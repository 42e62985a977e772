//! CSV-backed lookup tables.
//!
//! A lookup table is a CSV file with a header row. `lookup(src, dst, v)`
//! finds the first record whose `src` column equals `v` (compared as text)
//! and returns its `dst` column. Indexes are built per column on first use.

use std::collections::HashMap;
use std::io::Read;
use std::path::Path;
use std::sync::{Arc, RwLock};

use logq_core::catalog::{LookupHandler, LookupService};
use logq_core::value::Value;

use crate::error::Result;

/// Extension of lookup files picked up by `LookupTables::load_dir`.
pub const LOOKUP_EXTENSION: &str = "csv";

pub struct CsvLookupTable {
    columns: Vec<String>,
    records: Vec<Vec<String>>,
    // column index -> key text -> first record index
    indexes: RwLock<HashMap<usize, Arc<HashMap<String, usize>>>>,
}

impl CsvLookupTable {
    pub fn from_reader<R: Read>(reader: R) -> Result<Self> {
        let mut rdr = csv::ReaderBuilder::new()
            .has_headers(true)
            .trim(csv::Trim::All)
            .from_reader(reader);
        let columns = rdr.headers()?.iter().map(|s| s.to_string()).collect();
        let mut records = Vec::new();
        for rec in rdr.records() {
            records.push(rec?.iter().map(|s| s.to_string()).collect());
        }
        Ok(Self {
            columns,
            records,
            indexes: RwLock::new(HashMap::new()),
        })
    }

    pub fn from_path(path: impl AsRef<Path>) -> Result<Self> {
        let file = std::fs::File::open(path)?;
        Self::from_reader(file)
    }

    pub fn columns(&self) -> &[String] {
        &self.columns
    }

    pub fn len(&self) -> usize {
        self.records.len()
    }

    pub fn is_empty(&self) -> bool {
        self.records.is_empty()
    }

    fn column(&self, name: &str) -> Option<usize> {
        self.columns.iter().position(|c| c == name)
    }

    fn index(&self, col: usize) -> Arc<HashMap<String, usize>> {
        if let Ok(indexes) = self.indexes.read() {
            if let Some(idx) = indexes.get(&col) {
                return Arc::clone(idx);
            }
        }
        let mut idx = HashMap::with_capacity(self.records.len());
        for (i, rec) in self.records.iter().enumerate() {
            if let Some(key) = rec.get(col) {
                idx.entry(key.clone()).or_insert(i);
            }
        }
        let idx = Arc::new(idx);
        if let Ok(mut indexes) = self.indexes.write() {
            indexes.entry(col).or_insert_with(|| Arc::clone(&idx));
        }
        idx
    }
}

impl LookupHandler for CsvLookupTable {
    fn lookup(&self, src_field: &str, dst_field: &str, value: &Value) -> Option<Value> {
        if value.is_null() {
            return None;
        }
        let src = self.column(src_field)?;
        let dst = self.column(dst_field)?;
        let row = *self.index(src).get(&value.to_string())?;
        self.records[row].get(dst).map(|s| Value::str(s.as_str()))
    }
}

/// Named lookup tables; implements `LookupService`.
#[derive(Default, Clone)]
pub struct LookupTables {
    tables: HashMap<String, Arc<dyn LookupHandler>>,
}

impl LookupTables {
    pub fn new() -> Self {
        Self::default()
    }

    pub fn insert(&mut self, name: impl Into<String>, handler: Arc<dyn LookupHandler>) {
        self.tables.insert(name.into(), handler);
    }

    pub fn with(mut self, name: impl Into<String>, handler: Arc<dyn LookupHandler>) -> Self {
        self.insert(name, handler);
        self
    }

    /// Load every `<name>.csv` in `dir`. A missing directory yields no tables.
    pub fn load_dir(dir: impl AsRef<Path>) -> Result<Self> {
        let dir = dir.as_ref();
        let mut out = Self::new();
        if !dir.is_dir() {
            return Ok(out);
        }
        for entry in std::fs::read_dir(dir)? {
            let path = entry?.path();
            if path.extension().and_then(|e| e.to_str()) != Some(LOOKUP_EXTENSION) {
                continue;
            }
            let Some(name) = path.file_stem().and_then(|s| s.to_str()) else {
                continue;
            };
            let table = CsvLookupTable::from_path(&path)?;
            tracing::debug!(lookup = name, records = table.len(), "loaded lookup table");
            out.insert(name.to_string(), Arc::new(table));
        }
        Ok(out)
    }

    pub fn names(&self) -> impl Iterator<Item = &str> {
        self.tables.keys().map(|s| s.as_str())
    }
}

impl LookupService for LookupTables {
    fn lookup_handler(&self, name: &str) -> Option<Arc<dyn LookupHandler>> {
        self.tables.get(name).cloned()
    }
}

*Exercise requirements*
Nothing but the lines from the first line of the data through the line with "Extension of lookup" should be returned, exactly as they appear, both ends included.

*Your solution*
repository 42e62985a977e772
//! CSV-backed lookup tables.
//!
//! A lookup table is a CSV file with a header row. `lookup(src, dst, v)`
//! finds the first record whose `src` column equals `v` (compared as text)
//! and returns its `dst` column. Indexes are built per column on first use.

use std::collections::HashMap;
use std::io::Read;
use std::path::Path;
use std::sync::{Arc, RwLock};

use logq_core::catalog::{LookupHandler, LookupService};
use logq_core::value::Value;

use crate::error::Result;

/// Extension of lookup files picked up by `LookupTables::load_dir`.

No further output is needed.